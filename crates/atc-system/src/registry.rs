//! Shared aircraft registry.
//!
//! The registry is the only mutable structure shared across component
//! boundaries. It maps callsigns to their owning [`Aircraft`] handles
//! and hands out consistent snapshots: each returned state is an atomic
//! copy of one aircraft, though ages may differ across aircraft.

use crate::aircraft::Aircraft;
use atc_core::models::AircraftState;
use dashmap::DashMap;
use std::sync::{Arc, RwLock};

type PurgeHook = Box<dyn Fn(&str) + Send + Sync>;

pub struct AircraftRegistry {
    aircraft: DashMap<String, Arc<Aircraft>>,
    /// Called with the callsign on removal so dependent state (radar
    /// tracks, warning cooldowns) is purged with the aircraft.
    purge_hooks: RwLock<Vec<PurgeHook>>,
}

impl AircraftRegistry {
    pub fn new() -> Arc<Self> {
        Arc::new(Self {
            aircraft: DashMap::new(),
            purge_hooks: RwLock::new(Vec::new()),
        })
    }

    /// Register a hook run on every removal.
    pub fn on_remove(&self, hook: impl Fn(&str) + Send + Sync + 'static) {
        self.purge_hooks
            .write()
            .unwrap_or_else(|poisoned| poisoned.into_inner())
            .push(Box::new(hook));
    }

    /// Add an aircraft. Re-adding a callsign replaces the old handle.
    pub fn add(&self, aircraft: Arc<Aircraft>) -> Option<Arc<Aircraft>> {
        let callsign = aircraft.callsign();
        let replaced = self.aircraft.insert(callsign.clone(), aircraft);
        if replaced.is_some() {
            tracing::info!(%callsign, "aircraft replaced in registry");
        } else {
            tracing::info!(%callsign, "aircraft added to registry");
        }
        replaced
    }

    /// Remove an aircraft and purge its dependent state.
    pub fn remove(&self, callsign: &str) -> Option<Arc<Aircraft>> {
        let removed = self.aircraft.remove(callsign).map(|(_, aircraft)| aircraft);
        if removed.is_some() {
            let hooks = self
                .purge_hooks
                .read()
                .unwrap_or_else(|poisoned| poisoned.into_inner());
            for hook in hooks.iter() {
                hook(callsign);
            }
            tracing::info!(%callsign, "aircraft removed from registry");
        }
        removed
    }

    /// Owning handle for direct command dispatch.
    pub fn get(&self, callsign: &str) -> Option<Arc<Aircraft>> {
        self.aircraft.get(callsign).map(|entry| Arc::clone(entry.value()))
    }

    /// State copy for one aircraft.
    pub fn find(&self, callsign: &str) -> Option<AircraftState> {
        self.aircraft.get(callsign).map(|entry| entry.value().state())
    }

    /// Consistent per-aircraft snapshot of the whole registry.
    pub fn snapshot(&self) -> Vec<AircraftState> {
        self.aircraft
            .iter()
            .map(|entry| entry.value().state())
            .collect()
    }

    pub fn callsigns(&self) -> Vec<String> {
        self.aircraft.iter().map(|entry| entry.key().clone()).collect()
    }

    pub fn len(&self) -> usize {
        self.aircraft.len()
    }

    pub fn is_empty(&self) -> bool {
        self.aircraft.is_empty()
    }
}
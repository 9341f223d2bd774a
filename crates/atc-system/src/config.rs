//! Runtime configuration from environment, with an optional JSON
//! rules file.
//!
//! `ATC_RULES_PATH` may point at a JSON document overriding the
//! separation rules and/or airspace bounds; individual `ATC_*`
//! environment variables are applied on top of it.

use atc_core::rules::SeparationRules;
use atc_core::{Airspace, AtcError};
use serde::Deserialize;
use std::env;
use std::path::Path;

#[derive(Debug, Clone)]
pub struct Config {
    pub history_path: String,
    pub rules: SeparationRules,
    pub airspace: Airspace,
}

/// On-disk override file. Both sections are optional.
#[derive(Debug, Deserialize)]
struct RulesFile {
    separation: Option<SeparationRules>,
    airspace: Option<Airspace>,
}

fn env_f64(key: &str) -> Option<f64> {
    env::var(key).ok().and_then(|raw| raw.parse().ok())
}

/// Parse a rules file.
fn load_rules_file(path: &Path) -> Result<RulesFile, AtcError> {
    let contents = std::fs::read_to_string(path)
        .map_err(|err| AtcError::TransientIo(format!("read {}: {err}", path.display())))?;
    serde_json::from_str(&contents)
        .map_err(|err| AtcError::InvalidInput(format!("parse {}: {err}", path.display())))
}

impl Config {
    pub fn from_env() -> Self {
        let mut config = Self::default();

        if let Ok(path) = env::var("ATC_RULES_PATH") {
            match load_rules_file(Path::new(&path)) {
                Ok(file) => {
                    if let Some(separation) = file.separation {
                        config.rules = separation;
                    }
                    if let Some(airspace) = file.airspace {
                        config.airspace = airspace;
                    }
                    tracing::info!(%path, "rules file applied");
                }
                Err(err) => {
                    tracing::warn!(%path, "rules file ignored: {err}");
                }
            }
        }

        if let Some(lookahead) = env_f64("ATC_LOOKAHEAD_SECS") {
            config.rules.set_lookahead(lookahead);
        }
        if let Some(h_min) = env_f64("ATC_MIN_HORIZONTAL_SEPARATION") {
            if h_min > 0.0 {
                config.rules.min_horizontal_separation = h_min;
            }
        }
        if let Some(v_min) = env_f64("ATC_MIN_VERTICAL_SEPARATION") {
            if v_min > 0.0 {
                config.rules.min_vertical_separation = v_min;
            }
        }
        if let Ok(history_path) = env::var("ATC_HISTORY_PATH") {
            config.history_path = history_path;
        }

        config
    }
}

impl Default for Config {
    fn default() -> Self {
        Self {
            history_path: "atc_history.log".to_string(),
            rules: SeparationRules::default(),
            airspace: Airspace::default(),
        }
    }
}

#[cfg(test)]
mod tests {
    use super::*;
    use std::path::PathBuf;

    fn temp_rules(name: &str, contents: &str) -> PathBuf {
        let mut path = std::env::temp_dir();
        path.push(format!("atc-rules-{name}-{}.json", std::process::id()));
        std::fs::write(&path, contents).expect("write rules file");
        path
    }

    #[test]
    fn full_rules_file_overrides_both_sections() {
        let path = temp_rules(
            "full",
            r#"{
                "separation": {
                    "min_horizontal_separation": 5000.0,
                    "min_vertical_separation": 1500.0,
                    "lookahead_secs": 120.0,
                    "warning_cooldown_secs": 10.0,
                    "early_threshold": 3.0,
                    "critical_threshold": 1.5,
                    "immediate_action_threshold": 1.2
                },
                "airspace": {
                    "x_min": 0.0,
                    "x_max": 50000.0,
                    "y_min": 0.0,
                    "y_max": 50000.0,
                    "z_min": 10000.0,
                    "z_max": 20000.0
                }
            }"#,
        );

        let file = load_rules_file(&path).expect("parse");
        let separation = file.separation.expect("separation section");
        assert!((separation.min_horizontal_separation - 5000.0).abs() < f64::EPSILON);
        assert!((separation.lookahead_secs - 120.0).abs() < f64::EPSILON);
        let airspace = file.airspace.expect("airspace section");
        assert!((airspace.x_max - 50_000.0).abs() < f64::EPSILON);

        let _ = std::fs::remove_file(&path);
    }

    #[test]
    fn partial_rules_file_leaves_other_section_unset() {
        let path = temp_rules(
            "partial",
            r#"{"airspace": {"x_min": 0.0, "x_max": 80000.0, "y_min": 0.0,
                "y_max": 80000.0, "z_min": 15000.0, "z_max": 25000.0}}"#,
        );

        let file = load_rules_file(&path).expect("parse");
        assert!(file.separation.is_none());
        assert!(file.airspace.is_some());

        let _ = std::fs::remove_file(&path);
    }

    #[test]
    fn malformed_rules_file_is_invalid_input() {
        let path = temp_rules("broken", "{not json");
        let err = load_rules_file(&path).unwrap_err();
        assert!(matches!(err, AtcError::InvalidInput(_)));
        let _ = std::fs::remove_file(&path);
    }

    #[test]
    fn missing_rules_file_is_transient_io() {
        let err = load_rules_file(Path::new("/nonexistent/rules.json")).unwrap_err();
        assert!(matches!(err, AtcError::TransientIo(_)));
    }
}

=======

Please give back exactly the lines of this listing beginning at the line with "use atc_core::models::AircraftState;" and ending with the line with "dependent state (radar", both included, and nothing else.

** THE COMPLETED TASK **
use atc_core::models::AircraftState;
use dashmap::DashMap;
use std::sync::{Arc, RwLock};

type PurgeHook = Box<dyn Fn(&str) + Send + Sync>;

pub struct AircraftRegistry {
    aircraft: DashMap<String, Arc<Aircraft>>,
    /// Called with the callsign on removal so dependent state (radar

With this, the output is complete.